O primeiro deles diz respeito à norma inconstitucional violadora de direitos insuscetíveis de suspensão em estado de sítio, pois que, em princípio, a gravidade do vício seria evidente. Porém, em situações-limite, em face das circunstâncias concretas do caso, a salvaguarda de outros direitos igualmente fundamentais poderia impor a restrição dos efeitos244.
O segundo diz respeito à fiscalização abstrata sucessiva da inconstitucionalidade superveniente de normas ordinárias anteriores à Constituição, pois neste caso a conseqüência seria a caducidade da norma reportada à data da entrada em vigor da Lei Fundamental. Nenhum motivo há neste caso, todavia, para se desconsiderar a possibilidade de restrição dos efeitos da declaração de inconstitucionalidade. Apenas há de se considerar que a retroatividade da declaração estaria limitada à data da entrada em vigor da norma constitucional (originária ou derivada) que a revogara245.
O terceiro consiste na tese de que a limitação dos efeitos não se justifica nos casos em que a inconstitucionalidade era flagrante desde o princípio e logo no início foi publicamente suscitada, visto que a discussão em torno da lei retiraria a boa-fé do legislador. A crítica, neste caso, é de que não se poderia exigir do homem médio sem conhecimentos jurídicos o mesmo grau de diligência que se espera dos membros do Governo. Ou seja, a discussão poderia passar despercebida da maioria dos cidadãos, os quais não teriam razão para desconfiar da validade da lei246.
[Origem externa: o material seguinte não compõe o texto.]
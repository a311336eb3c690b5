//! # movedex-core
//!
//! Move-data normalization and lookup for 2D fighting games.
//!
//! ## Overview
//!
//! movedex-core turns character pages of a fighting-game wiki into one canonical record per
//! character, and answers "what does move X of character Y do?" against a corpus of such
//! records. Source pages are irregular: moves live in nested tables, variants hide in extra rows
//! or `A:`-prefixed notes, and follow-ups are only recognizable from document position and input
//! notation. Corpora accumulated over time come in three record shapes.
//!
//! ### Key Features
//!
//! - **Tolerant extraction**: Malformed markup is skipped with a diagnostic, never a failed page
//! - **Follow-up chains**: Follow-ups are linked by marker glyph, header table, heading or input prefix
//! - **Variant derivation**: Version rows, version-scoped notes and bundled inputs become variants
//! - **Tiered resolution**: Exact input, data-driven aliases, exact name, then substring
//! - **Stateless navigation**: Every control carries a token that re-resolves its move from scratch
//!
//! ## Architecture
//!
//! - **[`model`]**: The canonical `Character` / `MoveList` / `Move` / `Variant` record
//! - **[`codec`]**: Page extraction (`GraphBuilder`, `ChainLinker`, `ExtractionJob`)
//! - **[`record`]**: Readers for the current and legacy persisted record shapes
//! - **[`corpus`]**: The loaded character set and its process-wide snapshot
//! - **[`query`]**: Move resolution (`Resolver`, `MoveQuery`)
//! - **[`special`]**: Per-character record corrections
//! - **[`navkey`]**: Navigation tokens and `navigate`
//! - **[`view`]**: Display values, controls and autocomplete
//! - **[`config`]**: TOML settings and the bundled rule tables
//!
//! ## Quick Start
//!
//! ```rust
//! use movedex_core::{
//!     config::Settings,
//!     corpus::Corpus,
//!     model::{Character, Move, MoveList},
//!     query::Resolver,
//!     view::MoveView,
//! };
//!
//! let mut fireball = Move::new("Fireball");
//! fireball.input = Some("236A".to_string());
//! let corpus: Corpus = vec![Character::new("Akane", vec![MoveList::new("Moves", vec![fireball])])]
//!     .into_iter()
//!     .collect();
//!
//! let resolver = Resolver::new(&Settings::default());
//! let akane = corpus.get("akane").unwrap();
//! let selection = resolver.select_str(akane, "236a").unwrap();
//! let view = MoveView::new(akane, &selection.matched, selection.version);
//! assert_eq!(view.title, "Akane - Fireball");
//! ```

pub mod codec;
pub mod config;
pub mod corpus;
pub mod error;
pub mod model;
pub mod navkey;
pub mod query;
pub mod record;
pub mod special;
#[cfg(test)]
mod tests;
pub mod view;

pub use error::*;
Por fim, no que tange à aplicação do preceito da proporcionalidade na fixação de efeitos pro futuro, impera que se rejeite o critério formal do momento puramente casual da publicação da declaração de inconstitucionalidade247. Esta hipótese de fixação dos efeitos também, exige, portanto, um juízo de ponderação, na medida em que, a aplicação temporária da lei inconstitucional se justifique diante de um vácuo legislativo, cujas conseqüências estariam ainda mais afastadas da vontade da Constituição.